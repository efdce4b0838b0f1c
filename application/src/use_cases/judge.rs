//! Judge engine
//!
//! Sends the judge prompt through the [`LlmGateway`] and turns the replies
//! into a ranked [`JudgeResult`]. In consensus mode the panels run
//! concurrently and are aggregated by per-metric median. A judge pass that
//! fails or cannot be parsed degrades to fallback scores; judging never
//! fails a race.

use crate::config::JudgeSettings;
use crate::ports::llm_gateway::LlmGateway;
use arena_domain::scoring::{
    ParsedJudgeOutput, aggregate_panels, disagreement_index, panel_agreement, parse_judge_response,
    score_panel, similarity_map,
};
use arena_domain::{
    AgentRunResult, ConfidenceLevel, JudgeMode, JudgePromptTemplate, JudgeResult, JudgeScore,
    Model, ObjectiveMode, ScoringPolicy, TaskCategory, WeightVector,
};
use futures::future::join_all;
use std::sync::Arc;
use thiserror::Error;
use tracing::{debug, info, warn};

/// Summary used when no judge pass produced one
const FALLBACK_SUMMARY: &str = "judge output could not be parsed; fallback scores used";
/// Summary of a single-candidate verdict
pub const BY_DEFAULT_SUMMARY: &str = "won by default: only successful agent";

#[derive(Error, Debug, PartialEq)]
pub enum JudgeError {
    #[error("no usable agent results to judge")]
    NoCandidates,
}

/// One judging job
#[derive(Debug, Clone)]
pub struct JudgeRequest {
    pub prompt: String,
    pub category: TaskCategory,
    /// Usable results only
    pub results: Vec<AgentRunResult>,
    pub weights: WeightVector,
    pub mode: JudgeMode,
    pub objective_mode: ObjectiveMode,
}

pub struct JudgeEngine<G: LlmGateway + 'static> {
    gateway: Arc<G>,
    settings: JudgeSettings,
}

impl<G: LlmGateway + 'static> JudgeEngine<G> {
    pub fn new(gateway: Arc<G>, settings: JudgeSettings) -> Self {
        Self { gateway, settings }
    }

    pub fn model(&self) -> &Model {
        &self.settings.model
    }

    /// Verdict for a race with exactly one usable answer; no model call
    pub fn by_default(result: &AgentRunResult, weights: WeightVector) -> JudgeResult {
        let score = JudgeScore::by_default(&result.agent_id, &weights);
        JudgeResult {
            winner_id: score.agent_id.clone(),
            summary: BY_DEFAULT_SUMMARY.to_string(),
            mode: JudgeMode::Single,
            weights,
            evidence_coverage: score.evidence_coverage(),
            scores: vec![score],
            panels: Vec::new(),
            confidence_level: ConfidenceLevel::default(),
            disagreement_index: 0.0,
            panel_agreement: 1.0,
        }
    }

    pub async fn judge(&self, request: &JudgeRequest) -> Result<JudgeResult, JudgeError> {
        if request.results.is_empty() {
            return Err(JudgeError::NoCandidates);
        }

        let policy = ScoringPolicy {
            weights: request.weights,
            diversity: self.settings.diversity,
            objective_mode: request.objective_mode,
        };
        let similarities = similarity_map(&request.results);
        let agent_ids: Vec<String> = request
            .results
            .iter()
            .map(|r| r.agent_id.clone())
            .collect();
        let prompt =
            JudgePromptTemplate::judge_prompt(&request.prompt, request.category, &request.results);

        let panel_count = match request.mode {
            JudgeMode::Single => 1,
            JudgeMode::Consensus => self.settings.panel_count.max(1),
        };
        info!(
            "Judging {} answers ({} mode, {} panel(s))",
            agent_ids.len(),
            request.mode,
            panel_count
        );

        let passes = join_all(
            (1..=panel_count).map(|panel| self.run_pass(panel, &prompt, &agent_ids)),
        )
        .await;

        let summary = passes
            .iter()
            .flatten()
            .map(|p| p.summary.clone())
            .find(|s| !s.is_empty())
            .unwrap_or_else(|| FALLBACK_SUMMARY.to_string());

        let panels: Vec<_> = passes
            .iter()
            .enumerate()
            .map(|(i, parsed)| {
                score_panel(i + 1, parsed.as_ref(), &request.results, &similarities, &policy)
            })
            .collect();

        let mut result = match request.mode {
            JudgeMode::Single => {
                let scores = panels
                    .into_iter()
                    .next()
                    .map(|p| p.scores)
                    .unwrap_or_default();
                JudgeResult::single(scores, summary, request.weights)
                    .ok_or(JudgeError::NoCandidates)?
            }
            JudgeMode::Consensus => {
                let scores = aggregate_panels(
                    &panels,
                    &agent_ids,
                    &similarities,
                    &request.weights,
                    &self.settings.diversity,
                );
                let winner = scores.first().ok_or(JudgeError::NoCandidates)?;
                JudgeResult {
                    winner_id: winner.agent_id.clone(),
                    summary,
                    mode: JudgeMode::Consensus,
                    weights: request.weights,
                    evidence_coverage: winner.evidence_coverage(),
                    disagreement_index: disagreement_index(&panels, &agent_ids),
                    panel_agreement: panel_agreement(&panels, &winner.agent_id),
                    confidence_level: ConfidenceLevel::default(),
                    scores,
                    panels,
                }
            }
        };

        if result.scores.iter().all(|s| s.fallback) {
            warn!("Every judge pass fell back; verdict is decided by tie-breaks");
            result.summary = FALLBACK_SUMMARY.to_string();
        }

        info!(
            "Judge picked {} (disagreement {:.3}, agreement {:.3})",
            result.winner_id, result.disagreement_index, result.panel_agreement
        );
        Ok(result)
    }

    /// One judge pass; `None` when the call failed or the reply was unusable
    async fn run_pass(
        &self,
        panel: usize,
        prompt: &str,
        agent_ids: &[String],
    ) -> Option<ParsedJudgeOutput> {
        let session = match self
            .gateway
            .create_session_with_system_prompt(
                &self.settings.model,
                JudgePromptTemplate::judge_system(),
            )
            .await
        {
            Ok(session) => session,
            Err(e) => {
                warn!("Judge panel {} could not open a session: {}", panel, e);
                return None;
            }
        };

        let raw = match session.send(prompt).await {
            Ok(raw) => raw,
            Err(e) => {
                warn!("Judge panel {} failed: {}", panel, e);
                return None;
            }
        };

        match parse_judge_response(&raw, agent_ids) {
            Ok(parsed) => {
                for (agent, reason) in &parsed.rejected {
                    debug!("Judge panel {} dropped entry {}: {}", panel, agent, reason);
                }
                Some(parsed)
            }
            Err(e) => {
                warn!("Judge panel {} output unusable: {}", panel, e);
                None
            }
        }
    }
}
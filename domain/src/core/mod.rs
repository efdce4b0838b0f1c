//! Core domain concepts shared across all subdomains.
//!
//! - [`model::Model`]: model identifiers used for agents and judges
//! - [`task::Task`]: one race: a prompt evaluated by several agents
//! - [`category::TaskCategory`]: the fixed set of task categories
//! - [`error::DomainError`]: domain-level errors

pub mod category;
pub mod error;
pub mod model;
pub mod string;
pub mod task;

________________________________________

Aim of the exercise: The output should be a character-exact copy of all entries.

Response for this exercise:
repository efdce4b0838b0f1c
filename application/src/use_cases/judge.rs
//! Judge engine
//!
//! Sends the judge prompt through the [`LlmGateway`] and turns the replies
//! into a ranked [`JudgeResult`]. In consensus mode the panels run
//! concurrently and are aggregated by per-metric median. A judge pass that
//! fails or cannot be parsed degrades to fallback scores; judging never
//! fails a race.

use crate::config::JudgeSettings;
use crate::ports::llm_gateway::LlmGateway;
use arena_domain::scoring::{
    ParsedJudgeOutput, aggregate_panels, disagreement_index, panel_agreement, parse_judge_response,
    score_panel, similarity_map,
};
use arena_domain::{
    AgentRunResult, ConfidenceLevel, JudgeMode, JudgePromptTemplate, JudgeResult, JudgeScore,
    Model, ObjectiveMode, ScoringPolicy, TaskCategory, WeightVector,
};
use futures::future::join_all;
use std::sync::Arc;
use thiserror::Error;
use tracing::{debug, info, warn};

/// Summary used when no judge pass produced one
const FALLBACK_SUMMARY: &str = "judge output could not be parsed; fallback scores used";
/// Summary of a single-candidate verdict
pub const BY_DEFAULT_SUMMARY: &str = "won by default: only successful agent";

#[derive(Error, Debug, PartialEq)]
pub enum JudgeError {
    #[error("no usable agent results to judge")]
    NoCandidates,
}

/// One judging job
#[derive(Debug, Clone)]
pub struct JudgeRequest {
    pub prompt: String,
    pub category: TaskCategory,
    /// Usable results only
    pub results: Vec<AgentRunResult>,
    pub weights: WeightVector,
    pub mode: JudgeMode,
    pub objective_mode: ObjectiveMode,
}

pub struct JudgeEngine<G: LlmGateway + 'static> {
    gateway: Arc<G>,
    settings: JudgeSettings,
}

impl<G: LlmGateway + 'static> JudgeEngine<G> {
    pub fn new(gateway: Arc<G>, settings: JudgeSettings) -> Self {
        Self { gateway, settings }
    }

    pub fn model(&self) -> &Model {
        &self.settings.model
    }

    /// Verdict for a race with exactly one usable answer; no model call
    pub fn by_default(result: &AgentRunResult, weights: WeightVector) -> JudgeResult {
        let score = JudgeScore::by_default(&result.agent_id, &weights);
        JudgeResult {
            winner_id: score.agent_id.clone(),
            summary: BY_DEFAULT_SUMMARY.to_string(),
            mode: JudgeMode::Single,
            weights,
            evidence_coverage: score.evidence_coverage(),
            scores: vec![score],
            panels: Vec::new(),
            confidence_level: ConfidenceLevel::default(),
            disagreement_index: 0.0,
            panel_agreement: 1.0,
        }
    }

    pub async fn judge(&self, request: &JudgeRequest) -> Result<JudgeResult, JudgeError> {
        if request.results.is_empty() {
            return Err(JudgeError::NoCandidates);
        }

        let policy = ScoringPolicy {
            weights: request.weights,
            diversity: self.settings.diversity,
            objective_mode: request.objective_mode,
        };
        let similarities = similarity_map(&request.results);
        let agent_ids: Vec<String> = request
            .results
            .iter()
            .map(|r| r.agent_id.clone())
            .collect();
        let prompt =
            JudgePromptTemplate::judge_prompt(&request.prompt, request.category, &request.results);

        let panel_count = match request.mode {
            JudgeMode::Single => 1,
            JudgeMode::Consensus => self.settings.panel_count.max(1),
        };
        info!(
            "Judging {} answers ({} mode, {} panel(s))",
            agent_ids.len(),
            request.mode,
            panel_count
        );

        let passes = join_all(
            (1..=panel_count).map(|panel| self.run_pass(panel, &prompt, &agent_ids)),
        )
        .await;

        let summary = passes
            .iter()
            .flatten()
            .map(|p| p.summary.clone())
            .find(|s| !s.is_empty())
            .unwrap_or_else(|| FALLBACK_SUMMARY.to_string());

        let panels: Vec<_> = passes
            .iter()
            .enumerate()
            .map(|(i, parsed)| {
                score_panel(i + 1, parsed.as_ref(), &request.results, &similarities, &policy)
            })
            .collect();

        let mut result = match request.mode {
            JudgeMode::Single => {
                let scores = panels
                    .into_iter()
                    .next()
                    .map(|p| p.scores)
                    .unwrap_or_default();
                JudgeResult::single(scores, summary, request.weights)
                    .ok_or(JudgeError::NoCandidates)?
            }
            JudgeMode::Consensus => {
                let scores = aggregate_panels(
                    &panels,
                    &agent_ids,
                    &similarities,
                    &request.weights,
                    &self.settings.diversity,
                );
                let winner = scores.first().ok_or(JudgeError::NoCandidates)?;
                JudgeResult {
                    winner_id: winner.agent_id.clone(),
                    summary,
                    mode: JudgeMode::Consensus,
                    weights: request.weights,
                    evidence_coverage: winner.evidence_coverage(),
                    disagreement_index: disagreement_index(&panels, &agent_ids),
                    panel_agreement: panel_agreement(&panels, &winner.agent_id),
                    confidence_level: ConfidenceLevel::default(),
                    scores,
                    panels,
                }
            }
        };

        if result.scores.iter().all(|s| s.fallback) {
            warn!("Every judge pass fell back; verdict is decided by tie-breaks");
            result.summary = FALLBACK_SUMMARY.to_string();
        }

        info!(
            "Judge picked {} (disagreement {:.3}, agreement {:.3})",
            result.winner_id, result.disagreement_index, result.panel_agreement
        );
        Ok(result)
    }

    /// One judge pass; `None` when the call failed or the reply was unusable
    async fn run_pass(
        &self,
        panel: usize,
        prompt: &str,
        agent_ids: &[String],
    ) -> Option<ParsedJudgeOutput> {
        let session = match self
            .gateway
            .create_session_with_system_prompt(
                &self.settings.model,
                JudgePromptTemplate::judge_system(),
            )
            .await
        {
            Ok(session) => session,
            Err(e) => {
                warn!("Judge panel {} could not open a session: {}", panel, e);
                return None;
            }
        };

        let raw = match session.send(prompt).await {
            Ok(raw) => raw,
            Err(e) => {
                warn!("Judge panel {} failed: {}", panel, e);
                return None;
            }
        };

        match parse_judge_response(&raw, agent_ids) {
            Ok(parsed) => {
                for (agent, reason) in &parsed.rejected {
                    debug!("Judge panel {} dropped entry {}: {}", panel, agent, reason);
                }
                Some(parsed)
            }
            Err(e) => {
                warn!("Judge panel {} output unusable: {}", panel, e);
                None
            }
        }
    }
}
filename domain/src/core/mod.rs
repository efdce4b0838b0f1c
//! Core domain concepts shared across all subdomains.
//!
//! - [`model::Model`]: model identifiers used for agents and judges
//! - [`task::Task`]: one race: a prompt evaluated by several agents
//! - [`category::TaskCategory`]: the fixed set of task categories
//! - [`error::DomainError`]: domain-level errors

pub mod category;
pub mod error;
pub mod model;
pub mod string;
pub mod task;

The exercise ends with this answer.